Blond M H, Gold F, Pierre F, Berger C, Guerois M, Queru M S, Ramponi N
Service de Médecine Néonatale, Centre de Pédiatrie Gatien de Clocheville, Tours.
J Gynecol Obstet Biol Reprod (Paris). 1997;26(8):834-6.
We report the case of a newborn who showed typical signs of rickets at birth craniotabes and severe hypocalcemia. The diagnosis of fetal rickets was confirmed by radiography. Maternal deficiency was revealed by an excessively low vitamin D level. The multiparous Moroccan mother had suffered low back pain and paraesthesia for several years. She wore the veil and rarely left her home. Nutritional and vitamin D deficiency was demonstrated. We report this exceptional case to recall the importance of vitamin D in the development of fetal calcium supply, the prevention of gravid osteomalacia and the prevention of neonatal hypocalcemia. Vitamin D supplementation (ideally 1000 IU per day during the third trimester or at least one 100,000 IU dose at the sixth and eighth months or a single dose of 2 to 3,000,000 IU at the sixth month) should be the rule in pregnancy.

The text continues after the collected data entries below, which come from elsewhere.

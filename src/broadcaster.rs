//! Room Broadcaster: groups sessions by `(symbol, interval)`, runs the
//! 1-second throttled dispatch loop, and caches each room's current candle.
//! The registry shape here — a set of subscribers to a channel, fanned out
//! on a timer — uses an `FxHashMap` for the room table, matching the
//! general-purpose hashing convention used elsewhere in this crate.

use std::time::Duration;

use axum::extract::ws::Message;
use rustc_hash::FxHashMap;
use tokio::sync::mpsc;
use tracing::warn;
use uuid::Uuid;

use crate::aggregator::{now_millis, Aggregator};
use crate::metrics::get_metrics;
use crate::model::{Interval, Symbol};
use crate::protocol::ServerMessage;

/// One second floor between emissions to the same room.
pub const BROADCAST_PERIOD_MS: i64 = 1_000;
/// Outbound queue capacity per session; a full queue counts as a send
/// failure for that dispatch pass rather than blocking.
pub const OUTBOUND_QUEUE_CAPACITY: usize = 256;

/// Opaque per-connection identifier, shared between the Broadcaster's room
/// membership and the Session Manager's session table.
pub type SessionId = Uuid;

/// `(symbol, interval)` pair identifying a room.
#[derive(Debug, Clone, PartialEq, Eq, Hash)]
pub struct Subscription {
    pub symbol: Symbol,
    pub interval: Interval,
}

impl Subscription {
    #[must_use]
    pub fn new(symbol: Symbol, interval: Interval) -> Self {
        Self { symbol, interval }
    }
}

struct Room {
    clients: FxHashMap<SessionId, mpsc::Sender<Message>>,
    current_candle: Option<crate::model::Candle>,
    last_broadcast_at: i64,
}

impl Room {
    fn new() -> Self {
        Self {
            clients: FxHashMap::default(),
            current_candle: None,
            last_broadcast_at: 0,
        }
    }
}

/// Snapshot of one room's state, for `/health/ws-stats`.
#[derive(Debug, Clone, serde::Serialize)]
pub struct RoomStats {
    pub key: String,
    pub client_count: usize,
    pub has_candle: bool,
    pub last_broadcast_at: i64,
}

/// Snapshot of the whole registry.
#[derive(Debug, Clone, serde::Serialize)]
pub struct BroadcasterStats {
    pub total_rooms: usize,
    pub total_clients: usize,
    pub rooms: Vec<RoomStats>,
}

/// Room registry and dispatch driver.
pub struct Broadcaster {
    rooms: parking_lot::Mutex<FxHashMap<Subscription, Room>>,
    send_failures: std::sync::atomic::AtomicU64,
}

impl Default for Broadcaster {
    fn default() -> Self {
        Self::new()
    }
}

impl Broadcaster {
    #[must_use]
    pub fn new() -> Self {
        Self {
            rooms: parking_lot::Mutex::new(FxHashMap::default()),
            send_failures: std::sync::atomic::AtomicU64::new(0),
        }
    }

    /// Create the room if absent and add `session`. Idempotent.
    pub fn join(&self, session: SessionId, sender: mpsc::Sender<Message>, sub: Subscription) {
        let mut rooms = self.rooms.lock();
        rooms.entry(sub).or_insert_with(Room::new).clients.insert(session, sender);
    }

    /// Remove `session` from `sub`'s room; delete the room if it becomes
    /// empty. No-op if the session was not a member.
    pub fn leave(&self, session: SessionId, sub: &Subscription) {
        let mut rooms = self.rooms.lock();
        if let Some(room) = rooms.get_mut(sub) {
            room.clients.remove(&session);
            if room.clients.is_empty() {
                rooms.remove(sub);
            }
        }
    }

    /// Remove `session` from every room it belongs to.
    pub fn leave_all(&self, session: SessionId) {
        let mut rooms = self.rooms.lock();
        rooms.retain(|_, room| {
            room.clients.remove(&session);
            !room.clients.is_empty()
        });
    }

    /// For every room on `symbol`, re-derive its current candle from the
    /// Aggregator and cache it. Always called immediately after the
    /// matching `Aggregator::ingest` so it observes that ingest's effects.
    pub fn refresh(&self, aggregator: &Aggregator, symbol: &Symbol) {
        let mut rooms = self.rooms.lock();
        for (sub, room) in rooms.iter_mut() {
            if &sub.symbol != symbol {
                continue;
            }
            if let Some(candle) = aggregator.current(symbol, sub.interval) {
                room.current_candle = Some(candle);
            }
        }
    }

    /// Whether `session` is currently a member of `sub`'s room.
    #[must_use]
    pub fn is_member(&self, session: SessionId, sub: &Subscription) -> bool {
        self.rooms
            .lock()
            .get(sub)
            .is_some_and(|room| room.clients.contains_key(&session))
    }

    /// Run one dispatch pass: for every non-empty room whose cached candle
    /// is present and whose throttle window has elapsed, emit an `update`
    /// to every client. Failed sends are counted, never removed here —
    /// disconnection is the Session Manager's job.
    pub fn dispatch_tick(&self) {
        get_metrics().record_broadcast_tick();
        let now = now_millis();
        let mut rooms = self.rooms.lock();
        get_metrics().record_rooms_active(rooms.len());
        for (sub, room) in rooms.iter_mut() {
            if room.clients.is_empty() {
                continue;
            }
            let Some(candle) = room.current_candle.clone() else {
                continue;
            };
            if now - room.last_broadcast_at < BROADCAST_PERIOD_MS {
                continue;
            }

            let message = ServerMessage::Update {
                symbol: sub.symbol.clone(),
                interval: sub.interval,
                bar: candle,
            };
            let Ok(text) = serde_json::to_string(&message) else {
                continue;
            };

            for sender in room.clients.values() {
                if sender.try_send(Message::Text(text.clone())).is_err() {
                    self.send_failures
                        .fetch_add(1, std::sync::atomic::Ordering::Relaxed);
                    get_metrics().record_broadcast_send_failure();
                    warn!(room = %sub.symbol, "dropped update: outbound queue full or closed");
                }
            }
            room.last_broadcast_at = now;
        }
    }

    /// Total send failures observed across all dispatch passes so far.
    #[must_use]
    pub fn send_failures(&self) -> u64 {
        self.send_failures.load(std::sync::atomic::Ordering::Relaxed)
    }

    /// Read-only registry snapshot. May tolerate eventual consistency
    /// relative to concurrent mutations.
    #[must_use]
    pub fn stats(&self) -> BroadcasterStats {
        let rooms = self.rooms.lock();
        let mut total_clients = 0;
        let room_stats = rooms
            .iter()
            .map(|(sub, room)| {
                total_clients += room.clients.len();
                RoomStats {
                    key: format!("{}:{}", sub.symbol, sub.interval),
                    client_count: room.clients.len(),
                    has_candle: room.current_candle.is_some(),
                    last_broadcast_at: room.last_broadcast_at,
                }
            })
            .collect();

        BroadcasterStats {
            total_rooms: rooms.len(),
            total_clients,
            rooms: room_stats,
        }
    }
}

/// Spawn the recurring 1-second dispatch loop — a single recurring task,
/// not one per room. Returns a handle the caller can abort on shutdown.
pub fn spawn_dispatch_loop(
    broadcaster: std::sync::Arc<Broadcaster>,
) -> tokio::task::JoinHandle<()> {
    tokio::spawn(async move {
        let mut ticker = tokio::time::interval(Duration::from_millis(BROADCAST_PERIOD_MS as u64));
        loop {
            ticker.tick().await;
            broadcaster.dispatch_tick();
        }
    })
}

#[cfg(test)]
mod tests {
    use super::*;
    use chrono::{TimeZone, Utc};
    use rust_decimal_macros::dec;

    fn symbol() -> Symbol {
        Symbol::parse("BTC/USDT").unwrap()
    }

    fn sub(interval: Interval) -> Subscription {
        Subscription::new(symbol(), interval)
    }

    fn candle() -> crate::model::Candle {
        crate::model::Candle::new(
            Utc.timestamp_millis_opt(0).unwrap(),
            dec!(1),
            dec!(1),
            dec!(1),
            dec!(1),
            dec!(1),
            None,
        )
        .unwrap()
    }

    #[test]
    fn join_creates_room_and_is_idempotent() {
        let b = Broadcaster::new();
        let (tx, _rx) = mpsc::channel(OUTBOUND_QUEUE_CAPACITY);
        let session = Uuid::new_v4();
        b.join(session, tx.clone(), sub(Interval::OneMinute));
        b.join(session, tx, sub(Interval::OneMinute));
        assert_eq!(b.stats().total_rooms, 1);
        assert_eq!(b.stats().total_clients, 1);
    }

    #[test]
    fn leave_empties_and_removes_room() {
        let b = Broadcaster::new();
        let (tx, _rx) = mpsc::channel(OUTBOUND_QUEUE_CAPACITY);
        let session = Uuid::new_v4();
        let s = sub(Interval::OneMinute);
        b.join(session, tx, s.clone());
        b.leave(session, &s);
        assert_eq!(b.stats().total_rooms, 0);
    }

    #[test]
    fn leave_all_clears_every_membership() {
        let b = Broadcaster::new();
        let (tx, _rx) = mpsc::channel(OUTBOUND_QUEUE_CAPACITY);
        let session = Uuid::new_v4();
        b.join(session, tx.clone(), sub(Interval::OneMinute));
        b.join(session, tx, sub(Interval::OneHour));
        b.leave_all(session);
        assert_eq!(b.stats().total_rooms, 0);
    }

    #[test]
    fn join_then_leave_restores_prior_state() {
        let b = Broadcaster::new();
        let before = b.stats().total_rooms;
        let (tx, _rx) = mpsc::channel(OUTBOUND_QUEUE_CAPACITY);
        let session = Uuid::new_v4();
        let s = sub(Interval::FifteenMinutes);
        b.join(session, tx, s.clone());
        b.leave(session, &s);
        assert_eq!(b.stats().total_rooms, before);
    }

    #[test]
    fn refresh_caches_current_candle_for_matching_symbol() {
        let aggregator = Aggregator::new();
        aggregator.ingest(&symbol(), candle()).unwrap();
        let b = Broadcaster::new();
        let (tx, _rx) = mpsc::channel(OUTBOUND_QUEUE_CAPACITY);
        let session = Uuid::new_v4();
        b.join(session, tx, sub(Interval::OneMinute));
        b.refresh(&aggregator, &symbol());
        assert!(b.stats().rooms[0].has_candle);
    }

    #[tokio::test]
    async fn dispatch_emits_update_to_room_members() {
        let aggregator = Aggregator::new();
        aggregator.ingest(&symbol(), candle()).unwrap();
        let b = Broadcaster::new();
        let (tx, mut rx) = mpsc::channel(OUTBOUND_QUEUE_CAPACITY);
        let session = Uuid::new_v4();
        b.join(session, tx, sub(Interval::OneMinute));
        b.refresh(&aggregator, &symbol());
        b.dispatch_tick();

        let message = rx.recv().await.unwrap();
        let Message::Text(text) = message else {
            panic!("expected text frame")
        };
        assert!(text.contains(r#""type":"update""#));
    }

    #[test]
    fn dispatch_respects_per_room_throttle() {
        let aggregator = Aggregator::new();
        aggregator.ingest(&symbol(), candle()).unwrap();
        let b = Broadcaster::new();
        let (tx, mut rx) = mpsc::channel(OUTBOUND_QUEUE_CAPACITY);
        let session = Uuid::new_v4();
        b.join(session, tx, sub(Interval::OneMinute));
        b.refresh(&aggregator, &symbol());

        b.dispatch_tick();
        b.dispatch_tick();
        b.dispatch_tick();

        assert_eq!(rx.try_recv().is_ok(), true);
        assert!(rx.try_recv().is_err(), "second tick should have been throttled");
    }
}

我们报告了一例新生儿病例,该新生儿出生时即表现出佝偻病的典型症状——颅骨软化和严重低钙血症。通过X线检查确诊为胎儿佝偻病。母亲维生素D水平过低揭示了母体缺乏。这位多次生育的摩洛哥母亲多年来一直遭受腰痛和感觉异常。她戴着面纱,很少出门。证实存在营养和维生素D缺乏。我们报告这一特殊病例,以提醒人们维生素D在胎儿钙供应发育、预防妊娠性骨软化症以及预防新生儿低钙血症中的重要性。孕期应常规补充维生素D(理想情况下,孕晚期每天补充1000国际单位,或在第六和第八个月至少补充一剂100,000国际单位,或在第六个月单次补充2至3,000,000国际单位)。